Most commercial ice cream makers—even “premium” brands—use some kind of stabilizer, primarily to reduce iciness and extend shelf life. These are the ingredients you see on package labels—like guar gum, carrageenan and polysorbate 80—that you probably wouldn’t use if you were making ice cream at home. “They’ve always done it this way,” says Veronica talking about others in her field. “That’s an advantage for us coming from outside.”
Instead of any unpronounceable ingredient, Batch uses egg yolks, which serve the same purpose. It is a more expensive option, but it is the only one that fits with the partners’ ideals. And sticking to a very basic list of ingredients helps keep Batch ice cream “very pure and home-made tasting,” according to Susie.

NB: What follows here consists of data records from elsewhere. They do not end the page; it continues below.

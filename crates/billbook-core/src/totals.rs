//! # Totals Aggregator
//!
//! Derives the bill from a cart. Nothing is cached: the totals are a pure
//! function of the cart and are recomputed after every mutation.
//!
//! ## Pipeline
//! ```text
//! ┌─────────────────────────────────────────────────────────────────────────┐
//! │  for each LineItem (insertion order)                                    │
//! │      line_amount ──► sub_total += line_amount                           │
//! │           │                                                             │
//! │           └──► split_tax(line_amount, tax_rate, jurisdiction)           │
//! │                     │                                                   │
//! │                     └──► cgst / sgst / igst += split                    │
//! │                                                                         │
//! │  total_tax   = cgst + sgst + igst                                       │
//! │  grand_total = sub_total + total_tax                                    │
//! │  redemption  = loyalty rule(available, grand_total, requested)          │
//! │                                                                         │
//! │  TotalsResult (Decimal) ──rounded()──► DisplayTotals (Money, paise)     │
//! └─────────────────────────────────────────────────────────────────────────┘
//! ```

use rust_decimal::Decimal;
use serde::{Deserialize, Serialize};
use ts_rs::TS;

use crate::cart::Cart;
use crate::loyalty;
use crate::money::Money;
use crate::tax::{split_tax, TaxSplit};

// =============================================================================
// Result Types
// =============================================================================

/// Full-precision bill totals, in rupees.
#[derive(Debug, Clone, Copy, Default, PartialEq, Eq, Serialize, Deserialize)]
#[serde(rename_all = "camelCase")]
pub struct TotalsResult {
    pub sub_total: Decimal,
    pub cgst: Decimal,
    pub sgst: Decimal,
    pub igst: Decimal,
    pub total_tax: Decimal,
    pub grand_total: Decimal,
    pub loyalty_points_redeemed: i64,
    pub payable_after_redemption: Decimal,
}

impl TotalsResult {
    /// Rounds every amount to paise for display and export.
    ///
    /// Each field is rounded on its own, so the rounded components may differ
    /// from the rounded total by a paisa.
    pub fn rounded(&self) -> DisplayTotals {
        DisplayTotals {
            sub_total: Money::from_decimal_rounded(self.sub_total),
            cgst: Money::from_decimal_rounded(self.cgst),
            sgst: Money::from_decimal_rounded(self.sgst),
            igst: Money::from_decimal_rounded(self.igst),
            total_tax: Money::from_decimal_rounded(self.total_tax),
            grand_total: Money::from_decimal_rounded(self.grand_total),
            loyalty_points_redeemed: self.loyalty_points_redeemed,
            payable_after_redemption: Money::from_decimal_rounded(self.payable_after_redemption),
        }
    }
}

/// Bill totals rounded to paise.
#[derive(Debug, Clone, Copy, Default, PartialEq, Eq, Serialize, Deserialize, TS)]
#[ts(export)]
#[serde(rename_all = "camelCase")]
pub struct DisplayTotals {
    pub sub_total: Money,
    pub cgst: Money,
    pub sgst: Money,
    pub igst: Money,
    pub total_tax: Money,
    pub grand_total: Money,
    pub loyalty_points_redeemed: i64,
    pub payable_after_redemption: Money,
}

/// Per-line amounts for invoice rows.
#[derive(Debug, Clone, PartialEq, Eq, Serialize, Deserialize)]
#[serde(rename_all = "camelCase")]
pub struct LineBreakdown {
    pub item_id: String,
    pub line_amount: Decimal,
    pub cgst: Decimal,
    pub sgst: Decimal,
    pub igst: Decimal,
}

// =============================================================================
// Aggregation
// =============================================================================

/// Computes the totals of `cart`. An empty cart yields all zeros.
///
/// ## Example
/// ```rust
/// use billbook_core::cart::Cart;
/// use billbook_core::totals::compute_totals;
///
/// let totals = compute_totals(&Cart::new());
/// assert!(totals.grand_total.is_zero());
/// ```
pub fn compute_totals(cart: &Cart) -> TotalsResult {
    let mut sub_total = Decimal::ZERO;
    let mut tax = TaxSplit::default();

    for item in &cart.items {
        let amount = item.line_amount();
        sub_total += amount;
        tax += split_tax(amount, item.tax_rate, cart.jurisdiction);
    }

    let total_tax = tax.total();
    let grand_total = sub_total + total_tax;
    let redemption = loyalty::apply(
        cart.loyalty_points_available,
        grand_total,
        cart.loyalty_points_requested,
    );

    TotalsResult {
        sub_total,
        cgst: tax.cgst,
        sgst: tax.sgst,
        igst: tax.igst,
        total_tax,
        grand_total,
        loyalty_points_redeemed: redemption.redeemed,
        payable_after_redemption: redemption.payable_after_redemption,
    }
}

/// Computes each row's taxable amount and tax split, in cart order.
pub fn compute_line_breakdown(cart: &Cart) -> Vec<LineBreakdown> {
    cart.items
        .iter()
        .map(|item| {
            let line_amount = item.line_amount();
            let split = split_tax(line_amount, item.tax_rate, cart.jurisdiction);
            LineBreakdown {
                item_id: item.id.clone(),
                line_amount,
                cgst: split.cgst,
                sgst: split.sgst,
                igst: split.igst,
            }
        })
        .collect()
}

// =============================================================================
// Unit Tests
// =============================================================================
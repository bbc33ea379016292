//! # billbook-db: Database Layer for Billbook
//!
//! SQLite implementations of the repository ports declared in
//! `billbook-core`, using sqlx for async access.
//!
//! ## Architecture Position
//! ```text
//! ┌─────────────────────────────────────────────────────────────────────────┐
//! │                        Billbook Data Flow                               │
//! │                                                                         │
//! │  HTTP handler (POST /sessions/{id}/checkout)                           │
//! │       │  Arc<dyn InvoiceStore>                                         │
//! │       ▼                                                                 │
//! │  ┌─────────────────────────────────────────────────────────────────┐   │
//! │  │                   billbook-db (THIS CRATE)                      │   │
//! │  │                                                                 │   │
//! │  │   ┌───────────────┐    ┌────────────────┐   ┌──────────────┐  │   │
//! │  │   │   Database    │    │  Repositories  │   │  Migrations  │  │   │
//! │  │   │   (pool.rs)   │    │                │   │  (embedded)  │  │   │
//! │  │   │               │    │ ProductRepo    │   │              │  │   │
//! │  │   │ SqlitePool    │◄───│ CustomerRepo   │   │ 001_init.sql │  │   │
//! │  │   │ Connection    │    │ StaffRepo      │   │ 002_fts.sql  │  │   │
//! │  │   │ Management    │    │ HeldCartRepo   │   │              │  │   │
//! │  │   │               │    │ InvoiceRepo    │   │              │  │   │
//! │  │   └───────────────┘    └────────────────┘   └──────────────┘  │   │
//! │  │                                                                 │   │
//! │  └─────────────────────────────────────────────────────────────────┘   │
//! │       │                                                                 │
//! │       ▼                                                                 │
//! │  ┌─────────────────────────────────────────────────────────────────┐   │
//! │  │                     SQLite Database                             │   │
//! │  │                  ./data/billbook.db (WAL)                       │   │
//! │  └─────────────────────────────────────────────────────────────────┘   │
//! └─────────────────────────────────────────────────────────────────────────┘
//! ```
//!
//! ## Module Organization
//!
//! - [`pool`] - Connection pool creation and configuration
//! - [`migrations`] - Embedded database migrations
//! - [`error`] - Database error types
//! - [`repository`] - Repository implementations
//!
//! ## Usage
//!
//! ```rust,ignore
//! use billbook_db::{Database, DbConfig};
//!
//! let db = Database::new(DbConfig::new("./data/billbook.db")).await?;
//! let products = db.products().search("haircut", 20).await?;
//! ```

// =============================================================================
// Module Declarations
// =============================================================================

pub mod error;
pub mod migrations;
pub mod pool;
pub mod repository;

// =============================================================================
// Re-exports
// =============================================================================

pub use error::{DbError, DbResult};
pub use pool::{Database, DbConfig};

// Repository re-exports for convenience
pub use repository::customer::CustomerRepository;
pub use repository::held_cart::HeldCartRepository;
pub use repository::invoice::InvoiceRepository;
pub use repository::product::ProductRepository;
pub use repository::staff::StaffRepository;
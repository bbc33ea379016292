//! # Validation Module
//!
//! Field validators for catalog, customer and staff records.
//!
//! ## Validation Strategy
//! ```text
//! ┌─────────────────────────────────────────────────────────────────────────┐
//! │                      Validation Layers                                  │
//! │                                                                         │
//! │  Layer 1: HTTP handler                                                 │
//! │  ├── Type validation (deserialization)                                 │
//! │  ├── crate::parse: text → Money / DiscountRate / quantity              │
//! │  └── THIS MODULE: field rules (sku, phone, state code)                 │
//! │           │                                                             │
//! │           ▼                                                             │
//! │  Layer 2: Cart / LineItem model                                        │
//! │  └── Range invariants (discount 0..=100, quantity >= 0)                │
//! │           │                                                             │
//! │           ▼                                                             │
//! │  Layer 3: Database (SQLite)                                            │
//! │  ├── NOT NULL / CHECK constraints                                      │
//! │  └── UNIQUE constraints (sku, phone)                                   │
//! └─────────────────────────────────────────────────────────────────────────┘
//! ```
//!
//! ## Usage
//! ```rust
//! use billbook_core::validation::{normalize_phone, validate_sku};
//!
//! validate_sku("HAIR-001").unwrap();
//! assert_eq!(normalize_phone("+91 98450 12345").unwrap(), "9845012345");
//! ```

use crate::error::ValidationError;

/// Result type for validation operations.
pub type ValidationResult<T> = Result<T, ValidationError>;

// =============================================================================
// String Validators
// =============================================================================

/// Validates a SKU (Stock Keeping Unit).
///
/// ## Rules
/// - Must not be empty
/// - At most 50 characters
/// - Only alphanumeric characters, hyphens, underscores
///
/// ## Example
/// ```rust
/// use billbook_core::validation::validate_sku;
///
/// assert!(validate_sku("BEV-CHAI-01").is_ok());
/// assert!(validate_sku("").is_err());
/// assert!(validate_sku("A".repeat(100).as_str()).is_err());
/// ```
pub fn validate_sku(sku: &str) -> ValidationResult<()> {
    let sku = sku.trim();

    if sku.is_empty() {
        return Err(ValidationError::required("sku"));
    }

    if sku.len() > 50 {
        return Err(ValidationError::TooLong {
            field: "sku".to_string(),
            max: 50,
        });
    }

    if !sku
        .chars()
        .all(|c| c.is_alphanumeric() || c == '-' || c == '_')
    {
        return Err(ValidationError::invalid_format(
            "sku",
            "must contain only letters, numbers, hyphens, and underscores",
        ));
    }

    Ok(())
}

/// Validates a display name (products, customers, staff).
pub fn validate_name(field: &str, name: &str) -> ValidationResult<()> {
    let name = name.trim();

    if name.is_empty() {
        return Err(ValidationError::required(field));
    }

    if name.chars().count() > 200 {
        return Err(ValidationError::TooLong {
            field: field.to_string(),
            max: 200,
        });
    }

    Ok(())
}

/// Validates a product name.
pub fn validate_product_name(name: &str) -> ValidationResult<()> {
    validate_name("name", name)
}

/// Validates a search query.
///
/// ## Rules
/// - Can be empty (returns default results)
/// - Maximum 100 characters
///
/// ## Returns
/// The trimmed query string.
pub fn validate_search_query(query: &str) -> ValidationResult<String> {
    let query = query.trim();

    if query.chars().count() > 100 {
        return Err(ValidationError::TooLong {
            field: "query".to_string(),
            max: 100,
        });
    }

    Ok(query.to_string())
}

// =============================================================================
// Contact Validators
// =============================================================================

/// Validates an Indian mobile number and returns its 10-digit form.
///
/// ## Rules
/// - Optional `+91` or `91` prefix, spaces and hyphens are ignored
/// - Exactly 10 digits remain
/// - First digit is 6-9
///
/// ```text
/// "+91 98450-12345" ──► "9845012345"
/// "09845012345"     ──► rejected (11 digits)
/// ```
pub fn normalize_phone(phone: &str) -> ValidationResult<String> {
    let trimmed = phone.trim();
    if trimmed.is_empty() {
        return Err(ValidationError::required("phone"));
    }

    let without_prefix = trimmed.strip_prefix("+91").unwrap_or(trimmed);
    let digits: String = without_prefix
        .chars()
        .filter(|c| !c.is_whitespace() && *c != '-')
        .collect();

    if !digits.chars().all(|c| c.is_ascii_digit()) {
        return Err(ValidationError::invalid_format("phone", "must contain only digits"));
    }

    let digits = if digits.len() == 12 && digits.starts_with("91") {
        digits[2..].to_string()
    } else {
        digits
    };

    if digits.len() != 10 {
        return Err(ValidationError::invalid_format("phone", "must be a 10-digit mobile number"));
    }

    if !matches!(digits.as_bytes()[0], b'6'..=b'9') {
        return Err(ValidationError::invalid_format("phone", "must start with 6, 7, 8 or 9"));
    }

    Ok(digits)
}

/// Validates an Indian mobile number.
pub fn validate_phone(phone: &str) -> ValidationResult<()> {
    normalize_phone(phone).map(|_| ())
}

/// Validates a two-digit GST state code ("01" to "38", plus "97" and "99").
pub fn validate_state_code(code: &str) -> ValidationResult<()> {
    let code = code.trim();
    let valid = code.len() == 2
        && code.chars().all(|c| c.is_ascii_digit())
        && matches!(code.parse::<u8>(), Ok(1..=38) | Ok(97) | Ok(99));

    if !valid {
        return Err(ValidationError::invalid_format(
            "state_code",
            "must be a two-digit GST state code",
        ));
    }

    Ok(())
}

/// Light e-mail check: one `@` with text on both sides and a dot in the domain.
pub fn validate_email(email: &str) -> ValidationResult<()> {
    let email = email.trim();
    let valid = match email.split_once('@') {
        Some((local, domain)) => {
            !local.is_empty() && domain.contains('.') && !domain.starts_with('.') && !domain.ends_with('.')
        }
        None => false,
    };

    if !valid {
        return Err(ValidationError::invalid_format("email", "must be a valid e-mail address"));
    }

    Ok(())
}

// =============================================================================
// Numeric Validators
// =============================================================================

/// Validates a price in paise.
///
/// ## Rules
/// - Must be non-negative (>= 0)
/// - Zero is allowed (complimentary items)
///
/// ## Example
/// ```rust
/// use billbook_core::validation::validate_price;
///
/// assert!(validate_price(45_000).is_ok()); // ₹450.00
/// assert!(validate_price(0).is_ok());
/// assert!(validate_price(-100).is_err());
/// ```
pub fn validate_price(paise: i64) -> ValidationResult<()> {
    if paise < 0 {
        return Err(ValidationError::negative("price"));
    }

    Ok(())
}

/// Validates a tax rate in basis points (0% to 100%).
pub fn validate_tax_rate_bps(bps: u32) -> ValidationResult<()> {
    if bps > 10_000 {
        return Err(ValidationError::out_of_range("tax_rate", 0, 100));
    }

    Ok(())
}

// =============================================================================
// UUID Validators
// =============================================================================

/// Validates a UUID string format.
///
/// ## Example
/// ```rust
/// use billbook_core::validation::validate_uuid;
///
/// assert!(validate_uuid("550e8400-e29b-41d4-a716-446655440000").is_ok());
/// assert!(validate_uuid("not-a-uuid").is_err());
/// ```
pub fn validate_uuid(id: &str) -> ValidationResult<()> {
    if id.trim().is_empty() {
        return Err(ValidationError::required("id"));
    }

    uuid::Uuid::parse_str(id)
        .map_err(|_| ValidationError::invalid_format("id", "must be a valid UUID"))?;

    Ok(())
}

// =============================================================================
// Unit Tests
// =============================================================================

#[cfg(test)]
mod tests {
    use super::*;

    #[test]
    fn test_validate_sku() {
        assert!(validate_sku("HAIR-001").is_ok());
        assert!(validate_sku("ABC123").is_ok());
        assert!(validate_sku("masala_chai").is_ok());

        assert!(validate_sku("").is_err());
        assert!(validate_sku("   ").is_err());
        assert!(validate_sku("has space").is_err());
        assert!(validate_sku(&"A".repeat(100)).is_err());
    }

    #[test]
    fn test_validate_names() {
        assert!(validate_product_name("Paneer Tikka").is_ok());
        assert!(validate_product_name("").is_err());
        assert!(validate_product_name(&"A".repeat(300)).is_err());
        assert_eq!(
            validate_name("customer name", " ").unwrap_err(),
            ValidationError::required("customer name")
        );
    }

    #[test]
    fn test_normalize_phone() {
        assert_eq!(normalize_phone("9845012345").unwrap(), "9845012345");
        assert_eq!(normalize_phone("+91 98450 12345").unwrap(), "9845012345");
        assert_eq!(normalize_phone("91-9845012345").unwrap(), "9845012345");

        assert!(normalize_phone("").is_err());
        assert!(normalize_phone("12345").is_err());
        assert!(normalize_phone("5845012345").is_err());
        assert!(normalize_phone("98450abcde").is_err());
        assert!(normalize_phone("09845012345").is_err());
    }

    #[test]
    fn test_validate_state_code() {
        assert!(validate_state_code("29").is_ok());
        assert!(validate_state_code("07").is_ok());
        assert!(validate_state_code("97").is_ok());

        assert!(validate_state_code("00").is_err());
        assert!(validate_state_code("7").is_err());
        assert!(validate_state_code("KA").is_err());
        assert!(validate_state_code("45").is_err());
    }

    #[test]
    fn test_validate_email() {
        assert!(validate_email("asha@example.in").is_ok());
        assert!(validate_email("asha").is_err());
        assert!(validate_email("@example.in").is_err());
        assert!(validate_email("asha@localhost").is_err());
    }

    #[test]
    fn test_validate_price() {
        assert!(validate_price(0).is_ok());
        assert!(validate_price(1099).is_ok());
        assert!(validate_price(-100).is_err());
    }

    #[test]
    fn test_validate_tax_rate_bps() {
        assert!(validate_tax_rate_bps(0).is_ok());
        assert!(validate_tax_rate_bps(2800).is_ok());
        assert!(validate_tax_rate_bps(10_000).is_ok());
        assert!(validate_tax_rate_bps(10_001).is_err());
    }

    #[test]
    fn test_validate_uuid() {
        assert!(validate_uuid("550e8400-e29b-41d4-a716-446655440000").is_ok());
        assert!(validate_uuid("").is_err());
        assert!(validate_uuid("not-a-uuid").is_err());
    }
}
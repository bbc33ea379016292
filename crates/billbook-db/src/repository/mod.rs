//! # Repository Module
//!
//! SQLite implementations of the `billbook-core` ports.
//!
//! ## Repository Pattern
//! ```text
//! ┌─────────────────────────────────────────────────────────────────────────┐
//! │                    Repository Pattern                                   │
//! │                                                                         │
//! │  HTTP handler                                                          │
//! │       │                                                                 │
//! │       │  state.catalog.search("facial", 20)                            │
//! │       ▼                                                                 │
//! │  Arc<dyn ProductCatalog>          (port, billbook-core)                │
//! │       │                                                                 │
//! │       ▼                                                                 │
//! │  ProductRepository                (adapter, this module)               │
//! │  ├── search(&self, query, limit)                                       │
//! │  ├── get(&self, id)                                                    │
//! │  ├── insert(&self, product)                                            │
//! │  └── update(&self, product)                                            │
//! │       │                                                                 │
//! │       │  SQL → *Row (FromRow) → core type                              │
//! │       ▼                                                                 │
//! │  SQLite Database                                                       │
//! └─────────────────────────────────────────────────────────────────────────┘
//! ```
//!
//! ## Available Repositories
//!
//! - [`product::ProductRepository`] - Catalog CRUD and FTS5 search
//! - [`customer::CustomerRepository`] - Customer profiles and loyalty balances
//! - [`staff::StaffRepository`] - Staff members and their roles
//! - [`held_cart::HeldCartRepository`] - Parked carts
//! - [`invoice::InvoiceRepository`] - Invoices and GST reports

pub mod customer;
pub mod held_cart;
pub mod invoice;
pub mod product;
pub mod staff;
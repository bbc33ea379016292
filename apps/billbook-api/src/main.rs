//! # Billbook API Server
//!
//! ```text
//! ┌─────────────────────────────────────────────────────────────────────────┐
//! │  env ──► ApiConfig ──► Database (migrations) ──► AppState ──► Router   │
//! │                                                                  │      │
//! │                                         TcpListener ◄── axum::serve     │
//! │                                              │                          │
//! │                              Ctrl+C / SIGTERM ──► graceful shutdown     │
//! └─────────────────────────────────────────────────────────────────────────┘
//! ```

use std::sync::Arc;

use anyhow::Context;
use tokio::net::TcpListener;
use tracing::{error, info};
use tracing_subscriber::EnvFilter;

use billbook_api::auth::LogCodeSender;
use billbook_api::{build_router, ApiConfig, AppState};
use billbook_db::{Database, DbConfig};

#[tokio::main]
async fn main() -> anyhow::Result<()> {
    init_tracing();

    info!("Starting Billbook API server...");

    let config = ApiConfig::load().context("invalid configuration")?;
    info!(
        environment = %config.environment,
        bind_addr = %config.bind_addr,
        db_path = %config.db_path,
        store_state = %config.store_state_code,
        "Configuration loaded"
    );

    let db = Database::new(DbConfig::new(&config.db_path))
        .await
        .context("failed to open database")?;

    let staff = db.staff().count().await?;
    if staff == 0 {
        info!("No staff accounts yet; run the seed binary to create an admin");
    }

    let bind_addr = config.bind_addr;
    let state = AppState::new(config, db.clone(), Arc::new(LogCodeSender));
    let app = build_router(state);

    let listener = TcpListener::bind(bind_addr)
        .await
        .with_context(|| format!("failed to bind {}", bind_addr))?;
    info!(%bind_addr, "Listening");

    axum::serve(listener, app)
        .with_graceful_shutdown(shutdown_signal())
        .await?;

    db.close().await;
    info!("Server shutdown complete");
    Ok(())
}

/// `RUST_LOG` wins; otherwise info, with debug for the `billbook_*` crates.
fn init_tracing() {
    let filter = EnvFilter::try_from_default_env()
        .unwrap_or_else(|_| EnvFilter::new("info,billbook=debug,sqlx=warn"));

    tracing_subscriber::fmt()
        .with_env_filter(filter)
        .with_target(true)
        .init();
}

/// Graceful shutdown signal handler.
async fn shutdown_signal() {
    let ctrl_c = async {
        if let Err(e) = tokio::signal::ctrl_c().await {
            error!(error = %e, "Failed to listen for Ctrl+C");
            std::future::pending::<()>().await;
        }
    };

    #[cfg(unix)]
    let terminate = async {
        match tokio::signal::unix::signal(tokio::signal::unix::SignalKind::terminate()) {
            Ok(mut signal) => {
                signal.recv().await;
            }
            Err(e) => {
                error!(error = %e, "Failed to install SIGTERM handler");
                std::future::pending::<()>().await;
            }
        }
    };

    #[cfg(not(unix))]
    let terminate = std::future::pending::<()>();

    tokio::select! {
        _ = ctrl_c => {},
        _ = terminate => {},
    }

    info!("Shutdown signal received, starting graceful shutdown...");
}
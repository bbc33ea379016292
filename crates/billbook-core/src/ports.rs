//! # Repository Ports
//!
//! Storage interfaces the billing service depends on. Implementations live
//! in `billbook-db`; this crate only names the operations.
//!
//! ```text
//! ┌──────────────────────┐          ┌──────────────────────────────────┐
//! │  billbook-api        │  Arc<dyn │  billbook-db                     │
//! │  handlers ───────────┼─────────►│  ProductRepository               │
//! │                      │  Port>   │  CustomerRepository              │
//! │                      │          │  HeldCartRepository              │
//! │                      │          │  InvoiceRepository               │
//! └──────────────────────┘          └──────────────────────────────────┘
//! ```

use async_trait::async_trait;
use chrono::{DateTime, NaiveDate, Utc};
use serde::{Deserialize, Serialize};
use ts_rs::TS;

use crate::cart::Cart;
use crate::error::RepoResult;
use crate::invoice::{Invoice, InvoiceDraft, InvoiceSummary, TaxSummary};
use crate::types::{Customer, Product};

/// Catalog of billable products and services.
#[async_trait]
pub trait ProductCatalog: Send + Sync {
    /// Gets an active or inactive product by id.
    async fn get(&self, id: &str) -> RepoResult<Product>;

    /// Active products whose name or SKU matches `query`. Empty query lists all.
    async fn search(&self, query: &str, limit: u32) -> RepoResult<Vec<Product>>;

    async fn insert(&self, product: &Product) -> RepoResult<()>;

    async fn update(&self, product: &Product) -> RepoResult<()>;

    /// Soft delete: the product stays readable for old invoices.
    async fn deactivate(&self, id: &str) -> RepoResult<()>;
}

/// Customer profiles and loyalty balances.
#[async_trait]
pub trait CustomerDirectory: Send + Sync {
    async fn get(&self, id: &str) -> RepoResult<Customer>;

    /// Looks up by normalized 10-digit phone.
    async fn find_by_phone(&self, phone: &str) -> RepoResult<Option<Customer>>;

    async fn insert(&self, customer: &Customer) -> RepoResult<()>;

    /// Updates profile fields. The loyalty balance is not written here.
    async fn update(&self, customer: &Customer) -> RepoResult<()>;

    /// Most recently updated first.
    async fn list(&self, limit: u32) -> RepoResult<Vec<Customer>>;
}

/// Listing entry for a parked cart.
#[derive(Debug, Clone, PartialEq, Serialize, Deserialize, TS)]
#[ts(export)]
#[serde(rename_all = "camelCase")]
pub struct HeldCartSummary {
    pub id: String,
    pub customer_id: Option<String>,
    pub item_count: i64,
    #[ts(as = "String")]
    pub held_at: DateTime<Utc>,
}

/// Parked carts, resumed later by id.
#[async_trait]
pub trait CartStore: Send + Sync {
    /// Inserts or replaces the cart with the same id.
    async fn save(&self, cart: &Cart) -> RepoResult<()>;

    async fn load(&self, id: &str) -> RepoResult<Cart>;

    /// Returns whether a cart was deleted.
    async fn delete(&self, id: &str) -> RepoResult<bool>;

    /// Most recently held first.
    async fn list_held(&self) -> RepoResult<Vec<HeldCartSummary>>;
}

/// Finalized invoices.
#[async_trait]
pub trait InvoiceStore: Send + Sync {
    /// Appends the invoice and its rows and deducts redeemed points from the
    /// customer, all in one transaction.
    ///
    /// Fails with `Conflict` if the customer no longer has enough points.
    async fn finalize(&self, draft: &InvoiceDraft) -> RepoResult<Invoice>;

    async fn get(&self, id: &str) -> RepoResult<Invoice>;

    /// Newest first.
    async fn recent(&self, limit: u32) -> RepoResult<Vec<InvoiceSummary>>;

    /// GST collected per slab between two dates, both inclusive.
    async fn tax_summary(&self, from: NaiveDate, to: NaiveDate) -> RepoResult<TaxSummary>;
}

#[cfg(test)]
mod tests {
    use super::*;
    use crate::error::RepoError;
    use std::collections::HashMap;
    use std::sync::{Arc, Mutex};

    #[derive(Default)]
    struct MemoryCarts {
        carts: Mutex<HashMap<String, Cart>>,
    }

    #[async_trait]
    impl CartStore for MemoryCarts {
        async fn save(&self, cart: &Cart) -> RepoResult<()> {
            let mut carts = self.carts.lock().map_err(|e| RepoError::Storage(e.to_string()))?;
            carts.insert(cart.id.clone(), cart.clone());
            Ok(())
        }

        async fn load(&self, id: &str) -> RepoResult<Cart> {
            let carts = self.carts.lock().map_err(|e| RepoError::Storage(e.to_string()))?;
            carts
                .get(id)
                .cloned()
                .ok_or_else(|| RepoError::not_found("Held cart", id))
        }

        async fn delete(&self, id: &str) -> RepoResult<bool> {
            let mut carts = self.carts.lock().map_err(|e| RepoError::Storage(e.to_string()))?;
            Ok(carts.remove(id).is_some())
        }

        async fn list_held(&self) -> RepoResult<Vec<HeldCartSummary>> {
            let carts = self.carts.lock().map_err(|e| RepoError::Storage(e.to_string()))?;
            Ok(carts
                .values()
                .map(|c| HeldCartSummary {
                    id: c.id.clone(),
                    customer_id: c.customer_id.clone(),
                    item_count: c.item_count() as i64,
                    held_at: c.created_at,
                })
                .collect())
        }
    }

    #[tokio::test]
    async fn test_cart_store_is_object_safe() {
        let store: Arc<dyn CartStore> = Arc::new(MemoryCarts::default());
        let cart = Cart::new();

        store.save(&cart).await.unwrap();
        assert_eq!(store.load(&cart.id).await.unwrap(), cart);
        assert_eq!(store.list_held().await.unwrap().len(), 1);

        assert!(store.delete(&cart.id).await.unwrap());
        assert!(matches!(
            store.load(&cart.id).await,
            Err(RepoError::NotFound { .. })
        ));
    }
}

Batch still offers only six flavors because, “We knew we had to get the basic flavors right from the get-go,” Susie explains. They focus enormous attention on every detail of every flavor.
The women make the caramel for the Salted Caramel, the company’s top seller. They hand-chop the Belgian chocolate chips for the Mocha Chip and toast the cinnamon for Cinnamon&Chocolate Bits, because they think it augments the spice’s flavor. “We didn’t want wishy-washy flavors,” says Veronica.
In addition to nailing the ice cream flavors and consistency, the partners wanted packaging that would really stand out from existing brands. They worked with an outside designer to come up with their labels, which are both eye-catching and engaging.They apply each one by hand around the pint containers; and put stickers on all the lids, with catchy phrases like “Made in J.P. Baby” or “Eat Local.”
“When you start out small, everything is working against you,” Susie says. Permitting and licensing posed particularly daunting challenges. Initially, Susie and Veronica had hoped to sell their ice cream at farmers markets during the 2010 season, but permitting requirements were too demanding. Instead, they started selling in six stores in the South End, Jamaica Plain, the Fenway and Cambridge. Within a couple of months, they had added two more, in Cambridge and Somerville.
For now, rather than expanding the number of flavors they make, the partners are focusing on increasing production. But they hope to incorporate seasonal flavors into their selection soon, taking advantage of local produce. From there, Susie says they are looking to get funky. “We’re totally up for adventurous flavors.”
Stay tuned for future batches.
Andrea Pyenson is a freelance food and travel writer who has considered ice cream a primary food group for as long as she can remember.